> Assignment
Please give back word for word the lines of the material below between the line containing "type Err = ParseTimeBucketError;" and the line containing "let split = text", inclusive.

> Data
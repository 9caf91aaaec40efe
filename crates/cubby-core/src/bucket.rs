//! Mapping instants into discrete time buckets for gap analysis.
//!
//! - Bucket ids count forward from the Unix epoch; bucket 0 is
//!   `[epoch, epoch + len)`.
//! - The bucket width comes from a [`TimeBucket`], parseable from widths
//!   such as `30s`, `1m`, `2h` or `1d`.
//! - `bucket_id` is monotonic in time: later instants never map to a smaller
//!   bucket.
//! - Bucket ids must fit the `u32` domain of the coverage bitmaps; instants
//!   before the epoch or too far after it are reported, not clamped.

use std::fmt;
use std::ops::RangeInclusive;
use std::str::FromStr;

use roaring::RoaringBitmap;
use serde::{Deserialize, Serialize};
use snafu::{OptionExt, ResultExt, Snafu, ensure};

use crate::coverage::Bucket;
use crate::error::{CubbyError, CubbyResult};
use crate::time::{Instant, TimeWindow};

const NANOS_PER_SECOND: i64 = 1_000_000_000;
const SECONDS_PER_MINUTE: i64 = 60;
const SECONDS_PER_HOUR: i64 = 60 * 60;
const SECONDS_PER_DAY: i64 = 24 * 60 * 60;

/// Why a `gap_bucket` width such as `30s` or `1h` was rejected.
#[derive(Debug, Snafu, PartialEq, Eq)]
#[snafu(visibility(pub(crate)))]
pub enum ParseTimeBucketError {
    /// Nothing but whitespace.
    #[snafu(display("gap bucket width is empty"))]
    Empty,

    /// A unit with no count in front of it, like `h`.
    #[snafu(display("gap bucket width '{input}' has no count"))]
    MissingNumber {
        /// Rejected text.
        input: String,
    },

    /// A bare count, like `10`.
    #[snafu(display("gap bucket width '{input}' has no unit (use s, m, h or d)"))]
    MissingUnit {
        /// Rejected text.
        input: String,
    },

    /// The count is not an integer.
    #[snafu(display("gap bucket count in '{input}' is not an integer: {source}"))]
    InvalidNumber {
        /// Rejected text.
        input: String,
        /// Integer parse failure.
        source: std::num::ParseIntError,
    },

    /// A zero-width bucket would put every sample in a gap.
    #[snafu(display("gap bucket width '{input}' must be at least 1 (got {value})"))]
    NonPositive {
        /// Rejected text.
        input: String,
        /// Parsed count.
        value: u64,
    },

    /// The count does not fit a bucket id.
    #[snafu(display("gap bucket count {value} in '{input}' exceeds u32"))]
    TooLarge {
        /// Rejected text.
        input: String,
        /// Parsed count.
        value: u64,
    },

    /// Weeks, months and other units are not supported.
    #[snafu(display("gap bucket unit '{unit}' in '{input}' is not one of s, m, h, d"))]
    UnknownUnit {
        /// Rejected text.
        input: String,
        /// Unit as written.
        unit: String,
    },
}

/// Width of the buckets used for sample gap analysis.
#[derive(Debug, Clone, Copy, Serialize, Deserialize, PartialEq, Eq)]
pub enum TimeBucket {
    /// A bucket spanning a fixed number of seconds.
    Seconds(u32),
    /// A bucket spanning a fixed number of minutes.
    Minutes(u32),
    /// A bucket spanning a fixed number of hours.
    Hours(u32),
    /// A bucket spanning a fixed number of days.
    Days(u32),
}

impl Default for TimeBucket {
    fn default() -> Self {
        TimeBucket::Minutes(1)
    }
}

impl FromStr for TimeBucket {
    type Err = ParseTimeBucketError;

    /// Accepts `<count><unit>` with optional whitespace between, where the
    /// unit is `s`, `m`, `h` or `d` (or a spelled-out form like `mins`).
    fn from_str(input: &str) -> Result<Self, Self::Err> {
        let text = input.trim();
        ensure!(!text.is_empty(), EmptySnafu);

        let split = text
            .find(|c: char| c.is_ascii_alphabetic())
            .context(MissingUnitSnafu { input: text })?;
        ensure!(split > 0, MissingNumberSnafu { input: text });

        let (count, unit) = text.split_at(split);
        let value: u64 = count
            .trim()
            .parse()
            .context(InvalidNumberSnafu { input: text })?;
        ensure!(value > 0, NonPositiveSnafu { input: text, value });
        let n = u32::try_from(value)
            .ok()
            .context(TooLargeSnafu { input: text, value })?;

        let unit = unit.trim().to_ascii_lowercase();
        let bucket = match unit.as_str() {
            "s" | "sec" | "secs" | "second" | "seconds" => TimeBucket::Seconds(n),
            "m" | "min" | "mins" | "minute" | "minutes" => TimeBucket::Minutes(n),
            "h" | "hr" | "hrs" | "hour" | "hours" => TimeBucket::Hours(n),
            "d" | "day" | "days" => TimeBucket::Days(n),
            _ => return UnknownUnitSnafu { input: text, unit: unit.as_str() }.fail(),
        };
        Ok(bucket)
    }
}

impl fmt::Display for TimeBucket {
    fn fmt(&self, f: &mut fmt::Formatter<'_>) -> fmt::Result {
        match *self {
            TimeBucket::Seconds(n) => write!(f, "{n}s"),
            TimeBucket::Minutes(n) => write!(f, "{n}m"),
            TimeBucket::Hours(n) => write!(f, "{n}h"),
            TimeBucket::Days(n) => write!(f, "{n}d"),
        }
    }
}

impl TimeBucket {
    /// Parse a width such as `1h`, `15m`, `30s` or `2d`.
    pub fn parse(text: &str) -> Result<Self, ParseTimeBucketError> {
        text.parse()
    }

    /// Bucket width in nanoseconds.
    pub fn len_nanos(&self) -> i64 {
        let secs = match *self {
            TimeBucket::Seconds(n) => n as i64,
            TimeBucket::Minutes(n) => (n as i64) * SECONDS_PER_MINUTE,
            TimeBucket::Hours(n) => (n as i64) * SECONDS_PER_HOUR,
            TimeBucket::Days(n) => (n as i64) * SECONDS_PER_DAY,
        };
        secs * NANOS_PER_SECOND
    }

    /// The half-open window `[start, start + len)` covered by `bucket`.
    pub fn window_of(&self, bucket: Bucket) -> CubbyResult<TimeWindow> {
        let len = self.len_nanos();
        let start = (bucket as i64).saturating_mul(len);
        TimeWindow::half_open(start, start.saturating_add(len))
    }
}

/// Map an instant into its bucket id.
pub fn bucket_id(width: &TimeBucket, instant: Instant) -> CubbyResult<Bucket> {
    let bucket = instant.div_euclid(width.len_nanos());
    Bucket::try_from(bucket).map_err(|_| CubbyError::BucketOutOfRange { instant, bucket })
}

/// Inclusive range of bucket ids intersecting `window`.
pub fn bucket_range(
    width: &TimeBucket,
    window: &TimeWindow,
) -> CubbyResult<RangeInclusive<Bucket>> {
    Ok(bucket_id(width, window.start())?..=bucket_id(width, window.last())?)
}

/// Bitmap of every bucket intersecting `window`.
pub fn expected_buckets_for_window(
    width: &TimeBucket,
    window: &TimeWindow,
) -> CubbyResult<RoaringBitmap> {
    let range = bucket_range(width, window)?;
    let mut bitmap = RoaringBitmap::new();
    bitmap.insert_range(range);
    Ok(bitmap)
}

> Finished task
    type Err = ParseTimeBucketError;

    /// Accepts `<count><unit>` with optional whitespace between, where the
    /// unit is `s`, `m`, `h` or `d` (or a spelled-out form like `mins`).
    fn from_str(input: &str) -> Result<Self, Self::Err> {
        let text = input.trim();
        ensure!(!text.is_empty(), EmptySnafu);

        let split = text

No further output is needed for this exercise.